━━━ DATASET
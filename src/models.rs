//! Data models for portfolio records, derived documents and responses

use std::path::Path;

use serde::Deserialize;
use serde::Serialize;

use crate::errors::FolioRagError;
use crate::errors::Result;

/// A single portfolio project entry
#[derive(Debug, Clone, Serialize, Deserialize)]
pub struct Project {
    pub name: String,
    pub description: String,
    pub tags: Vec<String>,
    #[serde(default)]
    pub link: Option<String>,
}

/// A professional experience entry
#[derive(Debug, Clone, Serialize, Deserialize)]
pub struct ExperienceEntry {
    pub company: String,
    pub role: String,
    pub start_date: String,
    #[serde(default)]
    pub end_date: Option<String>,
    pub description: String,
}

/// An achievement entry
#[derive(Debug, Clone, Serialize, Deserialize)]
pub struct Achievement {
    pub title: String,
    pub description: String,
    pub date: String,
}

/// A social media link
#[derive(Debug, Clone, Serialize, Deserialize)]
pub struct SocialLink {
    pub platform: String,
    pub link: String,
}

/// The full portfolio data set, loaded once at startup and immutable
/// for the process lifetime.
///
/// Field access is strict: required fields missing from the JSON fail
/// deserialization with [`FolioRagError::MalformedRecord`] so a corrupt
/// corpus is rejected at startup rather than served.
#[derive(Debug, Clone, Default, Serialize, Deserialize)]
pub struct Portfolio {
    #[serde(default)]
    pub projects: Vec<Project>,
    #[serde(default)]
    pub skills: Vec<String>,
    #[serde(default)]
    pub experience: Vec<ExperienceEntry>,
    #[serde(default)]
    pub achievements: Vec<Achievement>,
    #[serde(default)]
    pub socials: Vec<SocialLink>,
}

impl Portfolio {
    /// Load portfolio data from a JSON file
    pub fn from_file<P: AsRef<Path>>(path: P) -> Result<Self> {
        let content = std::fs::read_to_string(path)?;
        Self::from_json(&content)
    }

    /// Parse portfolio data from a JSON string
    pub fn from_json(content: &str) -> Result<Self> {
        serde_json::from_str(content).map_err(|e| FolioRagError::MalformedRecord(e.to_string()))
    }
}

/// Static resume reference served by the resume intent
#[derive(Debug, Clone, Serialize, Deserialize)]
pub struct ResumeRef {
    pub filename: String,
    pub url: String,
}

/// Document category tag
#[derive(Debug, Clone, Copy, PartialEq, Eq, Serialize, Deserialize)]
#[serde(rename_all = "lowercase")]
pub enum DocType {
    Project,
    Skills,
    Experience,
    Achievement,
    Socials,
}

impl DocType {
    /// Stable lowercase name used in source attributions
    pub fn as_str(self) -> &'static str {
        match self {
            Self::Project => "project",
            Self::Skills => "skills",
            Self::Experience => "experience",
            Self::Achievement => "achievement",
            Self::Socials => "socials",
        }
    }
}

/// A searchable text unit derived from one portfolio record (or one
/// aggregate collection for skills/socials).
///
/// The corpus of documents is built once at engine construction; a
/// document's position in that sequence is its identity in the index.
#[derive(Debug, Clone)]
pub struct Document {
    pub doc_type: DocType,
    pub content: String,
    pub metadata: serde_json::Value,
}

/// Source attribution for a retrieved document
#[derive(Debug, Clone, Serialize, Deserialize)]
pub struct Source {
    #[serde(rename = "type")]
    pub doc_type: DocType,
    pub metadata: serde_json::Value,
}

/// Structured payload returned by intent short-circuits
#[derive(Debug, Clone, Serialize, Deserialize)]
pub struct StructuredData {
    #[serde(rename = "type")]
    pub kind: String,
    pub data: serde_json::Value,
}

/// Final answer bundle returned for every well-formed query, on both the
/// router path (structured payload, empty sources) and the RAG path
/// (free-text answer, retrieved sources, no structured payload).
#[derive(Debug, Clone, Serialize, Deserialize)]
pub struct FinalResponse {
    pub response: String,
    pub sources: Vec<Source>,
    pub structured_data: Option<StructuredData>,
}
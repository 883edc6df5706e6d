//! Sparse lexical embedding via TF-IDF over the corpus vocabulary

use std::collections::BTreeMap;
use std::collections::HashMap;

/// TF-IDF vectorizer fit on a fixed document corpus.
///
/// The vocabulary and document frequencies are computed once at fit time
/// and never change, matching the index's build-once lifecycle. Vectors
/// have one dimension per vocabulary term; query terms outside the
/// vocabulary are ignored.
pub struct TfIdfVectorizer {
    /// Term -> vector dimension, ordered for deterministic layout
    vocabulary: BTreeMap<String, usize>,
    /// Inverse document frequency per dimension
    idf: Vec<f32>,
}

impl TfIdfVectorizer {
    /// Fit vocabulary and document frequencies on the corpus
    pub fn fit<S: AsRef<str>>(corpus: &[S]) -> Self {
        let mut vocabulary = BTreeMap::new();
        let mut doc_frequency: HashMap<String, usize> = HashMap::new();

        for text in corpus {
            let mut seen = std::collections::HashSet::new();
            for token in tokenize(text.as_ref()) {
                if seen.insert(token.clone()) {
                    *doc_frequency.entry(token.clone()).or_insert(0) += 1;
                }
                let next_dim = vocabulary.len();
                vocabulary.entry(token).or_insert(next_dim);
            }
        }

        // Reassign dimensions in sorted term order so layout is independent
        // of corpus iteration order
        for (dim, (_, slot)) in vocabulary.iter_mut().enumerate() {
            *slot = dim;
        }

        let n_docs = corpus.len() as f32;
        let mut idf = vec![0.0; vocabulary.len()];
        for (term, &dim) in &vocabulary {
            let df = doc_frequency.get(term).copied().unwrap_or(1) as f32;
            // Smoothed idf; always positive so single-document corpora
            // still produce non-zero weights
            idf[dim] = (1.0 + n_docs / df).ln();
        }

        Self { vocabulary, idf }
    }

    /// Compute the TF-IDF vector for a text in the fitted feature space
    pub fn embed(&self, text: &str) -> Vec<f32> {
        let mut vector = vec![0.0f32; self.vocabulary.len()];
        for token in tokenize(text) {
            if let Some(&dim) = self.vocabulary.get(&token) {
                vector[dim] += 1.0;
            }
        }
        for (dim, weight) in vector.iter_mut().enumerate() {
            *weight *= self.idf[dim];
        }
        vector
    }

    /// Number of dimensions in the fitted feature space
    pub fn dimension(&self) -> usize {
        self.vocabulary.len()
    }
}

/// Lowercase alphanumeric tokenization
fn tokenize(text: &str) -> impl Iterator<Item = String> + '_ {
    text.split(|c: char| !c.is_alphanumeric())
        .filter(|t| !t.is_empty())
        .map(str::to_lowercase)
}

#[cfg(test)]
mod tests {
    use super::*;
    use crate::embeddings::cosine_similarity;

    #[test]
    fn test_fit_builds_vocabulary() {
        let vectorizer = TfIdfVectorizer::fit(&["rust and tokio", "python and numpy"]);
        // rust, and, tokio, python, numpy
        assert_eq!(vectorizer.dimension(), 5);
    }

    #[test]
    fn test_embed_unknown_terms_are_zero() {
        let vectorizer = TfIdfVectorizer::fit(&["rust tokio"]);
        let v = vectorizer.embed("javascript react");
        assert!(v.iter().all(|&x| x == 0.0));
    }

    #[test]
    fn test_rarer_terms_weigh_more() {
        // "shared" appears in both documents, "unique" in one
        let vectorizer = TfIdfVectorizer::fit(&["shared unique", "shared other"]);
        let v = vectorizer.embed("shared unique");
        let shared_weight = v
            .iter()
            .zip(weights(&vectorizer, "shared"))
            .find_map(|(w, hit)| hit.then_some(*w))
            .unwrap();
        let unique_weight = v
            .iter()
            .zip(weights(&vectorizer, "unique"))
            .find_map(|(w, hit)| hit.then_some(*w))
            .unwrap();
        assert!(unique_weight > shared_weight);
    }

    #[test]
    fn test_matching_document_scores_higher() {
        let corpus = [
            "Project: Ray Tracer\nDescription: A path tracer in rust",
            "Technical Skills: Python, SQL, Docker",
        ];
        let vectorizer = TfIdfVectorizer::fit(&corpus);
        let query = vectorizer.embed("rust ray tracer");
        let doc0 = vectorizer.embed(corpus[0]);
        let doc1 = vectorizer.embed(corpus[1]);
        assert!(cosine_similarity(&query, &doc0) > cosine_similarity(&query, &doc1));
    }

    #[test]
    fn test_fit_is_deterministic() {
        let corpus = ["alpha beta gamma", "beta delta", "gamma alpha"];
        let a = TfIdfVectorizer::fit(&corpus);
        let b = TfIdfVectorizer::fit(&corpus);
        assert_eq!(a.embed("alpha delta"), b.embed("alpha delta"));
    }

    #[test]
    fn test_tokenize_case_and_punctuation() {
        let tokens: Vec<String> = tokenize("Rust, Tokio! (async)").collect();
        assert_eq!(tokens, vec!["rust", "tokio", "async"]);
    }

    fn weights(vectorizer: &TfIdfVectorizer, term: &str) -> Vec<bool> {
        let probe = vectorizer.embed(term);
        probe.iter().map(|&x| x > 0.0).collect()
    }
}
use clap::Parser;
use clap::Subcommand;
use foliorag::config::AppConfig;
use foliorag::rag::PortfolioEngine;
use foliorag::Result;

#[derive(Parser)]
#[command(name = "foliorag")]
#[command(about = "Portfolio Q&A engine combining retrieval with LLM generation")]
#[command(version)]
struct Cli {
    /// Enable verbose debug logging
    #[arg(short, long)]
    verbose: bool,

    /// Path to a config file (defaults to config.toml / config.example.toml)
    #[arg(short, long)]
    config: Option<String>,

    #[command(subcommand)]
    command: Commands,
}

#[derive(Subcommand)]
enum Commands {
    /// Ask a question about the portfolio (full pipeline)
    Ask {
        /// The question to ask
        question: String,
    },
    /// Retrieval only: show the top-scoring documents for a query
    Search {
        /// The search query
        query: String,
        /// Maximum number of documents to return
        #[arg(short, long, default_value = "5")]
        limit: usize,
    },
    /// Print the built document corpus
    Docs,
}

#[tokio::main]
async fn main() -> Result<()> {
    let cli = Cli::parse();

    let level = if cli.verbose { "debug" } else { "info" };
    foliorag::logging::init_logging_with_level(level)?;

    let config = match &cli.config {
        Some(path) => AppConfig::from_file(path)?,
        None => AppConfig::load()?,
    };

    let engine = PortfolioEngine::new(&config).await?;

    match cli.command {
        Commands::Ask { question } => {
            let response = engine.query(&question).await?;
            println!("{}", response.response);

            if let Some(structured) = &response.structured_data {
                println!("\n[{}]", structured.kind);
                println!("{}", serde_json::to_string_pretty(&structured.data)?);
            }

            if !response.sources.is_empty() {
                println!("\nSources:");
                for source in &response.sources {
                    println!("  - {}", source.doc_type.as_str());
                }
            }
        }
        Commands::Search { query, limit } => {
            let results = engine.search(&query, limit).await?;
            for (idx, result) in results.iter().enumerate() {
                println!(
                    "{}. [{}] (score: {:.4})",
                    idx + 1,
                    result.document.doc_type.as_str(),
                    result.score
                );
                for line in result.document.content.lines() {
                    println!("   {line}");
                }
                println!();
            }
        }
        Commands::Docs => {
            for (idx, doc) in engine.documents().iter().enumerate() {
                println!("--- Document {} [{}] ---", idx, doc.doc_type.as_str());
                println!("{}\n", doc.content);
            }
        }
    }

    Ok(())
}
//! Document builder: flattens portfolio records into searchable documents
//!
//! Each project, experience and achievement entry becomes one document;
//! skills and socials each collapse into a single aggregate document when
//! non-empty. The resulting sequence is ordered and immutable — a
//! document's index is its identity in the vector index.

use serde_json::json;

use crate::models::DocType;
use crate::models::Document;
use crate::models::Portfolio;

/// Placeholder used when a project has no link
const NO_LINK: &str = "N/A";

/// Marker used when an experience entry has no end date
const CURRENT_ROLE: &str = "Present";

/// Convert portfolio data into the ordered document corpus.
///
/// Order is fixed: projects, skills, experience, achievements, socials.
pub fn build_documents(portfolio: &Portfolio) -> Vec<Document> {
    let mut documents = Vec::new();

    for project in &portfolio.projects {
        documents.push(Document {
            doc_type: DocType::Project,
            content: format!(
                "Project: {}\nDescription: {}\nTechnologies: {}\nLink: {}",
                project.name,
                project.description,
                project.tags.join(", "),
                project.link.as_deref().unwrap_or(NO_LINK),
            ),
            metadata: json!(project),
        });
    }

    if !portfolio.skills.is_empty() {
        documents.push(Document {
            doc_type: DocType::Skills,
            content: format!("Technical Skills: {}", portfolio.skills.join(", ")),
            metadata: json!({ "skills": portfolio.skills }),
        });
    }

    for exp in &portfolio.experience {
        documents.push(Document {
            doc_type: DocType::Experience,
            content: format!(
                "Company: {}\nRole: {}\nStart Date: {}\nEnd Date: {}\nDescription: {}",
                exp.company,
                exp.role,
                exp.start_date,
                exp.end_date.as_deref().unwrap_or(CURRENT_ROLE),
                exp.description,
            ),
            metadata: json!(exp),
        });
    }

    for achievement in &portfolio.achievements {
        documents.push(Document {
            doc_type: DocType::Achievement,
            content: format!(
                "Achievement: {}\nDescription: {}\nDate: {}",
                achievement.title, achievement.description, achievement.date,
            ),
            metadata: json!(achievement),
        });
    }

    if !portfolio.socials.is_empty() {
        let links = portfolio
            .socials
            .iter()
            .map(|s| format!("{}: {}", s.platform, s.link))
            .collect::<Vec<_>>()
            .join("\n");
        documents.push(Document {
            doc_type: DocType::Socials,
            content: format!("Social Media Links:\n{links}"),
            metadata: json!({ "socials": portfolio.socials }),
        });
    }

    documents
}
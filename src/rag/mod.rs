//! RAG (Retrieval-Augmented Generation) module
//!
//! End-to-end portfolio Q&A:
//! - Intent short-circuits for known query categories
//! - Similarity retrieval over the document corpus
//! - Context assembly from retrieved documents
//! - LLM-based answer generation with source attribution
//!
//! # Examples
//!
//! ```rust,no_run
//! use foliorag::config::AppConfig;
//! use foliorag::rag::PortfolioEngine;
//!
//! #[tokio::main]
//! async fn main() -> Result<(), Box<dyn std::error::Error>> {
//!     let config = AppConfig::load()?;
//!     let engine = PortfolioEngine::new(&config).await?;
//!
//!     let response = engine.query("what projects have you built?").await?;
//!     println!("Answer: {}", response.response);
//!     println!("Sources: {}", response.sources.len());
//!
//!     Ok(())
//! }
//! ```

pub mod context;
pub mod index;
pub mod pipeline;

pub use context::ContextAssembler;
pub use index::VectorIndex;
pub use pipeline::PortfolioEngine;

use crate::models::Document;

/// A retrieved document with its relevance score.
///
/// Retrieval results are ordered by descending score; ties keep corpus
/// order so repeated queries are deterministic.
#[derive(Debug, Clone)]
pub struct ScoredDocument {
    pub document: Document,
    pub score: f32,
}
━━━━━━
Give back exactly the lines above, from the line containing "use crate::errors::FolioRagError;" through the line containing "An achievement entry", with both end lines and nothing more.

**EXERCISE SOLUTION**.
use crate::errors::FolioRagError;
use crate::errors::Result;

/// A single portfolio project entry
#[derive(Debug, Clone, Serialize, Deserialize)]
pub struct Project {
    pub name: String,
    pub description: String,
    pub tags: Vec<String>,
    #[serde(default)]
    pub link: Option<String>,
}

/// A professional experience entry
#[derive(Debug, Clone, Serialize, Deserialize)]
pub struct ExperienceEntry {
    pub company: String,
    pub role: String,
    pub start_date: String,
    #[serde(default)]
    pub end_date: Option<String>,
    pub description: String,
}

/// An achievement entry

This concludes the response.